## Exercise prompt
Please give the data again in full, exactly as it reads.

Top of Exercise material

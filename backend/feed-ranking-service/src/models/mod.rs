use crate::services::metric_codec::{age_in_days, format_views, parse_views, to_relative_age};
use chrono::{DateTime, Utc};
use serde::{Deserialize, Serialize};

/// A catalog video as returned by the catalog store.
#[derive(Debug, Clone, Serialize, Deserialize, PartialEq)]
pub struct Video {
    pub id: String,
    pub category: String,
    pub channel_id: String,
    pub view_count: ViewCount,
    pub upload_time: UploadTime,
    #[serde(default)]
    pub title: String,
    #[serde(default)]
    pub channel_name: String,
    #[serde(default)]
    pub thumbnail_url: String,
    #[serde(default)]
    pub embed_link: String,
    #[serde(default)]
    pub description: String,
}

/// View count as stored (raw integer) or as already rendered ("1.2 Juta").
#[derive(Debug, Clone, Serialize, Deserialize, PartialEq)]
#[serde(untagged)]
pub enum ViewCount {
    Count(u64),
    Label(String),
}

impl ViewCount {
    /// Display label; raw counts go through `format_views`.
    pub fn label(&self) -> String {
        match self {
            ViewCount::Count(n) => format_views(*n),
            ViewCount::Label(label) => label.clone(),
        }
    }

    /// Views as the ranking sees them, i.e. decoded from the display label.
    /// Raw counts therefore carry the one-decimal rounding of the label.
    pub fn views(&self) -> f64 {
        match self {
            ViewCount::Count(n) => parse_views(&format_views(*n)),
            ViewCount::Label(label) => parse_views(label),
        }
    }
}

/// Upload time as a timestamp or an already rendered relative-age label.
#[derive(Debug, Clone, Serialize, Deserialize, PartialEq)]
#[serde(untagged)]
pub enum UploadTime {
    At(DateTime<Utc>),
    Label(String),
}

impl UploadTime {
    pub fn label(&self, now: DateTime<Utc>) -> String {
        match self {
            UploadTime::At(ts) => to_relative_age(*ts, now),
            UploadTime::Label(label) => label.clone(),
        }
    }

    /// Estimated age in whole days, decoded from the relative-age label.
    pub fn age_days(&self, now: DateTime<Utc>) -> u32 {
        age_in_days(&self.label(now))
    }
}

/// One watch event. `category` and `channel_id` are denormalized from the
/// referenced video and are `None` once that video has been deleted.
#[derive(Debug, Clone, Serialize, Deserialize, PartialEq)]
pub struct WatchHistoryEntry {
    pub user_id: String,
    pub video_id: String,
    #[serde(default)]
    pub category: Option<String>,
    #[serde(default)]
    pub channel_id: Option<String>,
    pub watched_at: DateTime<Utc>,
}

/// Per-component score of one candidate.
#[derive(Debug, Clone, Copy, Default, PartialEq)]
pub struct ScoreBreakdown {
    pub category: f64,
    pub popularity: f64,
    pub recency: f64,
    pub watched_penalty: f64,
}

impl ScoreBreakdown {
    pub fn total(&self) -> f64 {
        self.category + self.popularity + self.recency + self.watched_penalty
    }
}

#[derive(Debug, Clone)]
pub struct ScoredCandidate {
    pub video: Video,
    pub score: f64,
}

/// Which ordering the ranker applied.
#[derive(Debug, Clone, Copy, PartialEq, Eq)]
pub enum RankingPath {
    CatalogOrder, // personalization disabled
    Popularity,   // personalized, but no history
    Personalized,
}

impl RankingPath {
    pub fn as_str(&self) -> &'static str {
        match self {
            RankingPath::CatalogOrder => "catalog_order",
            RankingPath::Popularity => "popularity",
            RankingPath::Personalized => "personalized",
        }
    }
}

Bottom of Exercise material

## Exercise result
filename backend/feed-ranking-service/src/models/mod.rs
use crate::services::metric_codec::{age_in_days, format_views, parse_views, to_relative_age};
use chrono::{DateTime, Utc};
use serde::{Deserialize, Serialize};

/// A catalog video as returned by the catalog store.
#[derive(Debug, Clone, Serialize, Deserialize, PartialEq)]
pub struct Video {
    pub id: String,
    pub category: String,
    pub channel_id: String,
    pub view_count: ViewCount,
    pub upload_time: UploadTime,
    #[serde(default)]
    pub title: String,
    #[serde(default)]
    pub channel_name: String,
    #[serde(default)]
    pub thumbnail_url: String,
    #[serde(default)]
    pub embed_link: String,
    #[serde(default)]
    pub description: String,
}

/// View count as stored (raw integer) or as already rendered ("1.2 Juta").
#[derive(Debug, Clone, Serialize, Deserialize, PartialEq)]
#[serde(untagged)]
pub enum ViewCount {
    Count(u64),
    Label(String),
}

impl ViewCount {
    /// Display label; raw counts go through `format_views`.
    pub fn label(&self) -> String {
        match self {
            ViewCount::Count(n) => format_views(*n),
            ViewCount::Label(label) => label.clone(),
        }
    }

    /// Views as the ranking sees them, i.e. decoded from the display label.
    /// Raw counts therefore carry the one-decimal rounding of the label.
    pub fn views(&self) -> f64 {
        match self {
            ViewCount::Count(n) => parse_views(&format_views(*n)),
            ViewCount::Label(label) => parse_views(label),
        }
    }
}

/// Upload time as a timestamp or an already rendered relative-age label.
#[derive(Debug, Clone, Serialize, Deserialize, PartialEq)]
#[serde(untagged)]
pub enum UploadTime {
    At(DateTime<Utc>),
    Label(String),
}

impl UploadTime {
    pub fn label(&self, now: DateTime<Utc>) -> String {
        match self {
            UploadTime::At(ts) => to_relative_age(*ts, now),
            UploadTime::Label(label) => label.clone(),
        }
    }

    /// Estimated age in whole days, decoded from the relative-age label.
    pub fn age_days(&self, now: DateTime<Utc>) -> u32 {
        age_in_days(&self.label(now))
    }
}

/// One watch event. `category` and `channel_id` are denormalized from the
/// referenced video and are `None` once that video has been deleted.
#[derive(Debug, Clone, Serialize, Deserialize, PartialEq)]
pub struct WatchHistoryEntry {
    pub user_id: String,
    pub video_id: String,
    #[serde(default)]
    pub category: Option<String>,
    #[serde(default)]
    pub channel_id: Option<String>,
    pub watched_at: DateTime<Utc>,
}

/// Per-component score of one candidate.
#[derive(Debug, Clone, Copy, Default, PartialEq)]
pub struct ScoreBreakdown {
    pub category: f64,
    pub popularity: f64,
    pub recency: f64,
    pub watched_penalty: f64,
}

impl ScoreBreakdown {
    pub fn total(&self) -> f64 {
        self.category + self.popularity + self.recency + self.watched_penalty
    }
}

#[derive(Debug, Clone)]
pub struct ScoredCandidate {
    pub video: Video,
    pub score: f64,
}

/// Which ordering the ranker applied.
#[derive(Debug, Clone, Copy, PartialEq, Eq)]
pub enum RankingPath {
    CatalogOrder, // personalization disabled
    Popularity,   // personalized, but no history
    Personalized,
}

impl RankingPath {
    pub fn as_str(&self) -> &'static str {
        match self {
            RankingPath::CatalogOrder => "catalog_order",
            RankingPath::Popularity => "popularity",
            RankingPath::Personalized => "personalized",
        }
    }
}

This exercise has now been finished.